● **What to produce**
Gather every line in the records below that contains the word "moved".

BEGIN Source material

//! Integration tests for grants and effective access.

mod helpers;

use std::time::Duration;

use bytes::Bytes;
use chrono::Utc;
use uuid::Uuid;

use drivecore_core::error::ErrorKind;
use drivecore_entity::ResourceRef;
use drivecore_entity::permission::AccessLevel;
use drivecore_service::AccessSource;

use helpers::{TestDrive, as_user};

async fn upload(drive: &TestDrive, owner: Uuid, folder: Option<Uuid>, name: &str) -> Uuid {
    drive
        .services
        .files
        .upload_file(&as_user(owner), folder, name, "text/plain", Bytes::from_static(b"data"))
        .await
        .unwrap()
        .id
}

#[tokio::test]
async fn test_read_grant_then_expiry() {
    let drive = TestDrive::new().await;
    let u1 = drive.user("u1@example.com").await;
    let u2 = drive.user("u2@example.com").await;
    let u3 = drive.user("u3@example.com").await;
    let file = upload(&drive, u1, None, "f.txt").await;

    let expires = Utc::now() + chrono::Duration::milliseconds(300);
    drive
        .services
        .shares
        .grant_user_permission(
            &as_user(u1),
            ResourceRef::file(file),
            "U2@Example.com",
            AccessLevel::Read,
            Some(expires),
        )
        .await
        .unwrap();

    let meta = drive.services.files.get_file(&as_user(u2), file).await.unwrap();
    assert_eq!(meta.id, file);

    let err = drive
        .services
        .files
        .rename_file(&as_user(u2), file, "mine.txt")
        .await
        .unwrap_err();
    assert_eq!(err.kind, ErrorKind::PermissionDenied);

    tokio::time::sleep(Duration::from_millis(400)).await;

    let expired = drive.services.files.get_file(&as_user(u2), file).await.unwrap_err();
    let never = drive.services.files.get_file(&as_user(u3), file).await.unwrap_err();
    assert_eq!(expired.kind, ErrorKind::NotFound);
    assert_eq!(expired.kind, never.kind);
    assert_eq!(expired.message, never.message);

    let missing = Uuid::new_v4();
    let absent = drive.services.files.get_file(&as_user(u2), missing).await.unwrap_err();
    assert_eq!(absent.kind, ErrorKind::NotFound);
}

#[tokio::test]
async fn test_grants_do_not_cascade() {
    let drive = TestDrive::new().await;
    let u1 = drive.user("u1@example.com").await;
    let u2 = drive.user("u2@example.com").await;

    let docs = drive
        .services
        .folders
        .create_folder(&as_user(u1), "Docs", None)
        .await
        .unwrap();
    let inner = upload(&drive, u1, Some(docs.id), "inner.txt").await;

    drive
        .services
        .shares
        .grant_user_permission(
            &as_user(u1),
            ResourceRef::folder(docs.id),
            "u2@example.com",
            AccessLevel::Write,
            None,
        )
        .await
        .unwrap();

    let children = drive
        .services
        .folders
        .get_children(&as_user(u2), Some(docs.id))
        .await
        .unwrap();
    assert_eq!(children.files.len(), 1);

    let err = drive.services.files.get_file(&as_user(u2), inner).await.unwrap_err();
    assert_eq!(err.kind, ErrorKind::NotFound);
}

#[tokio::test]
async fn test_effective_access_sources() {
    let drive = TestDrive::new().await;
    let u1 = drive.user("u1@example.com").await;
    let u2 = drive.user("u2@example.com").await;
    let file = upload(&drive, u1, None, "f.txt").await;
    let target = ResourceRef::file(file);

    let resource = drive.services.engine.load(target).await.unwrap().unwrap();

    let owner = drive
        .services
        .engine
        .effective_access(&as_user(u1), &resource)
        .await
        .unwrap()
        .unwrap();
    assert_eq!(owner.level, AccessLevel::Owner);
    assert_eq!(owner.source, AccessSource::Owner);

    assert!(
        drive
            .services
            .engine
            .effective_access(&as_user(u2), &resource)
            .await
            .unwrap()
            .is_none()
    );

    drive
        .services
        .shares
        .grant_user_permission(&as_user(u1), target, "u2@example.com", AccessLevel::Admin, None)
        .await
        .unwrap();
    let granted = drive
        .services
        .engine
        .effective_access(&as_user(u2), &resource)
        .await
        .unwrap()
        .unwrap();
    assert_eq!(granted.level, AccessLevel::Admin);
    assert_eq!(granted.source, AccessSource::Grant);
}

#[tokio::test]
async fn test_grant_validation() {
    let drive = TestDrive::new().await;
    let u1 = drive.user("u1@example.com").await;
    let u2 = drive.user("u2@example.com").await;
    drive.user("u3@example.com").await;
    let file = upload(&drive, u1, None, "f.txt").await;
    let target = ResourceRef::file(file);
    let shares = &drive.services.shares;

    let err = shares
        .grant_user_permission(&as_user(u1), target, "u2@example.com", AccessLevel::Owner, None)
        .await
        .unwrap_err();
    assert_eq!(err.kind, ErrorKind::Validation);

    let err = shares
        .grant_user_permission(&as_user(u1), target, "nobody@example.com", AccessLevel::Read, None)
        .await
        .unwrap_err();
    assert_eq!(err.kind, ErrorKind::UserNotFound);

    let err = shares
        .grant_user_permission(&as_user(u1), target, "u1@example.com", AccessLevel::Read, None)
        .await
        .unwrap_err();
    assert_eq!(err.kind, ErrorKind::Validation);

    let past = Utc::now() - chrono::Duration::minutes(1);
    let err = shares
        .grant_user_permission(&as_user(u1), target, "u2@example.com", AccessLevel::Read, Some(past))
        .await
        .unwrap_err();
    assert_eq!(err.kind, ErrorKind::Validation);

    // A writer cannot manage permissions at all.
    shares
        .grant_user_permission(&as_user(u1), target, "u2@example.com", AccessLevel::Write, None)
        .await
        .unwrap();
    let err = shares
        .grant_user_permission(&as_user(u2), target, "u3@example.com", AccessLevel::Read, None)
        .await
        .unwrap_err();
    assert_eq!(err.kind, ErrorKind::PermissionDenied);
}

#[tokio::test]
async fn test_regrant_replaces_and_revoke_removes() {
    let drive = TestDrive::new().await;
    let u1 = drive.user("u1@example.com").await;
    let u2 = drive.user("u2@example.com").await;
    let file = upload(&drive, u1, None, "f.txt").await;
    let target = ResourceRef::file(file);
    let shares = &drive.services.shares;

    shares
        .grant_user_permission(&as_user(u1), target, "u2@example.com", AccessLevel::Read, None)
        .await
        .unwrap();
    shares
        .grant_user_permission(&as_user(u1), target, "u2@example.com", AccessLevel::Write, None)
        .await
        .unwrap();

    let grants = shares.list_permissions(&as_user(u1), target).await.unwrap();
    assert_eq!(grants.len(), 1);
    assert_eq!(grants[0].level, AccessLevel::Write);

    let shared = shares.shared_with_me(&as_user(u2)).await.unwrap();
    assert_eq!(shared.len(), 1);
    assert_eq!(shared[0].resource.id(), file);

    drive
        .services
        .files
        .rename_file(&as_user(u2), file, "renamed.txt")
        .await
        .unwrap();

    shares
        .revoke_user_permission(&as_user(u1), target, u2)
        .await
        .unwrap();
    // Revoking again is harmless.
    shares
        .revoke_user_permission(&as_user(u1), target, u2)
        .await
        .unwrap();

    let err = drive.services.files.get_file(&as_user(u2), file).await.unwrap_err();
    assert_eq!(err.kind, ErrorKind::NotFound);
    assert!(shares.shared_with_me(&as_user(u2)).await.unwrap().is_empty());
}

#[tokio::test]
async fn test_grantee_moves_into_owner_tree_only_with_write_on_destination() {
    let drive = TestDrive::new().await;
    let u1 = drive.user("u1@example.com").await;
    let u2 = drive.user("u2@example.com").await;
    let file = upload(&drive, u1, None, "f.txt").await;
    let dest = drive
        .services
        .folders
        .create_folder(&as_user(u1), "Dest", None)
        .await
        .unwrap();

    drive
        .services
        .shares
        .grant_user_permission(
            &as_user(u1),
            ResourceRef::file(file),
            "u2@example.com",
            AccessLevel::Write,
            None,
        )
        .await
        .unwrap();

    let err = drive
        .services
        .files
        .move_file(&as_user(u2), file, Some(dest.id))
        .await
        .unwrap_err();
    assert_eq!(err.kind, ErrorKind::NotFound);

    drive
        .services
        .shares
        .grant_user_permission(
            &as_user(u1),
            ResourceRef::folder(dest.id),
            "u2@example.com",
            AccessLevel::Write,
            None,
        )
        .await
        .unwrap();
    let moved = drive
        .services
        .files
        .move_file(&as_user(u2), file, Some(dest.id))
        .await
        .unwrap();
    assert_eq!(moved.folder_id, Some(dest.id));
    assert_eq!(moved.owner_id, u1);
}

#[tokio::test]
async fn test_grantee_path_hides_inaccessible_ancestors() {
    let drive = TestDrive::new().await;
    let u1 = drive.user("u1@example.com").await;
    let u2 = drive.user("u2@example.com").await;
    let folders = &drive.services.folders;

    let secret = folders
        .create_folder(&as_user(u1), "Secret-Acquisition", None)
        .await
        .unwrap();
    let middle = folders
        .create_folder(&as_user(u1), "Middle", Some(secret.id))
        .await
        .unwrap();
    let inner = folders
        .create_folder(&as_user(u1), "Inner", Some(middle.id))
        .await
        .unwrap();
    for target in [middle.id, inner.id] {
        drive
            .services
            .shares
            .grant_user_permission(
                &as_user(u1),
                ResourceRef::folder(target),
                "u2@example.com",
                AccessLevel::Read,
                None,
            )
            .await
            .unwrap();
    }

    let err = folders.get_folder(&as_user(u2), secret.id).await.unwrap_err();
    assert_eq!(err.kind, ErrorKind::NotFound);

    let names: Vec<String> = folders
        .get_path(&as_user(u2), inner.id)
        .await
        .unwrap()
        .into_iter()
        .map(|f| f.name)
        .collect();
    assert_eq!(names, vec!["Middle", "Inner"]);

    let owner_path = folders.get_path(&as_user(u1), inner.id).await.unwrap();
    assert_eq!(owner_path.len(), 3);
    assert_eq!(owner_path[0].id, secret.id);
}

#[tokio::test]
async fn test_wrong_share_password_keeps_grant() {
    let drive = TestDrive::new().await;
    let u1 = drive.user("u1@example.com").await;
    let u2 = drive.user("u2@example.com").await;
    let file = upload(&drive, u1, None, "f.txt").await;
    let target = ResourceRef::file(file);

    drive
        .services
        .shares
        .grant_user_permission(&as_user(u1), target, "u2@example.com", AccessLevel::Write, None)
        .await
        .unwrap();
    let share = drive
        .services
        .shares
        .create_public_share(&as_user(u1), target, AccessLevel::Read, None, Some("pw"))
        .await
        .unwrap();

    let ctx = as_user(u2).with_share(share.token.clone(), None);
    let resource = drive.services.engine.load(target).await.unwrap().unwrap();
    let access = drive
        .services
        .engine
        .effective_access(&ctx, &resource)
        .await
        .unwrap()
        .unwrap();
    assert_eq!(access.level, AccessLevel::Write);
    assert_eq!(access.source, AccessSource::Grant);

    drive
        .services
        .files
        .replace_content(&ctx, file, "text/plain", Bytes::from_static(b"edited"))
        .await
        .unwrap();

    // Without a grant the bad password is still the caller's only path.
    let u3 = drive.user("u3@example.com").await;
    let ctx = as_user(u3).with_share(share.token.clone(), Some("wrong".into()));
    let err = drive.services.files.get_file(&ctx, file).await.unwrap_err();
    assert_eq!(err.kind, ErrorKind::PermissionDenied);
}
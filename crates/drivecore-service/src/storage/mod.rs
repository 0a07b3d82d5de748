//! Per-user storage accounting.

pub mod service;

pub use service::StorageAccounting;
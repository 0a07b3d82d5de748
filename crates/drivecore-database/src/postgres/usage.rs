//! Storage usage repository.

use sqlx::PgConnection;
use uuid::Uuid;

use drivecore_core::result::AppResult;
use drivecore_entity::storage::StorageUsage;

use super::error::db_err;

/// Queries over the `storage_usage` table.
#[derive(Debug, Clone, Copy, Default)]
pub struct UsageRepository;

impl UsageRepository {
    /// Recompute an owner's totals from their live files and persist them.
    ///
    /// Idempotent: running it twice yields the same row.
    pub async fn recompute(conn: &mut PgConnection, owner_id: Uuid) -> AppResult<StorageUsage> {
        sqlx::query_as::<_, StorageUsage>(
            "INSERT INTO storage_usage (user_id, total_size, file_count, last_calculated) \
             SELECT $1, COALESCE(SUM(size), 0)::BIGINT, COUNT(*)::BIGINT, NOW() \
             FROM files WHERE owner_id = $1 AND NOT is_deleted \
             ON CONFLICT (user_id) DO UPDATE SET \
                total_size = EXCLUDED.total_size, \
                file_count = EXCLUDED.file_count, \
                last_calculated = EXCLUDED.last_calculated \
             RETURNING *",
        )
        .bind(owner_id)
        .fetch_one(conn)
        .await
        .map_err(db_err("Failed to recompute storage usage"))
    }

    /// Read an owner's usage row.
    pub async fn find(conn: &mut PgConnection, owner_id: Uuid) -> AppResult<Option<StorageUsage>> {
        sqlx::query_as::<_, StorageUsage>("SELECT * FROM storage_usage WHERE user_id = $1")
            .bind(owner_id)
            .fetch_optional(conn)
            .await
            .map_err(db_err("Failed to find storage usage"))
    }
}
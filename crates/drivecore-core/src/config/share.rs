//! Share token configuration.

use serde::{Deserialize, Serialize};

/// Smallest accepted token size: 16 bytes = 128 bits of entropy.
pub const MIN_TOKEN_BYTES: usize = 16;

/// Share token and signed URL configuration.
#[derive(Debug, Clone, Serialize, Deserialize)]
pub struct ShareConfig {
    /// Number of random bytes in a share token.
    #[serde(default = "default_token_bytes")]
    pub token_bytes: usize,
    /// Default lifetime of signed download URLs, in seconds.
    #[serde(default = "default_url_ttl")]
    pub default_url_ttl_seconds: u64,
}

impl Default for ShareConfig {
    fn default() -> Self {
        Self {
            token_bytes: default_token_bytes(),
            default_url_ttl_seconds: default_url_ttl(),
        }
    }
}

fn default_token_bytes() -> usize {
    32
}

fn default_url_ttl() -> u64 {
    900
}
//! Blob store implementations.

pub mod local;
#[cfg(feature = "s3")]
pub mod s3;

pub use local::LocalBlobStore;
#[cfg(feature = "s3")]
pub use s3::S3BlobStore;
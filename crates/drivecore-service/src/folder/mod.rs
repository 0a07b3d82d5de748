//! Folder tree operations.

pub mod service;

pub use service::FolderService;
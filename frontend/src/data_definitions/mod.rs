pub mod session;
pub mod url_param;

END Source material

● **Answer for this exercise**
    let moved = drive
    assert_eq!(moved.folder_id, Some(dest.id));
    assert_eq!(moved.owner_id, u1);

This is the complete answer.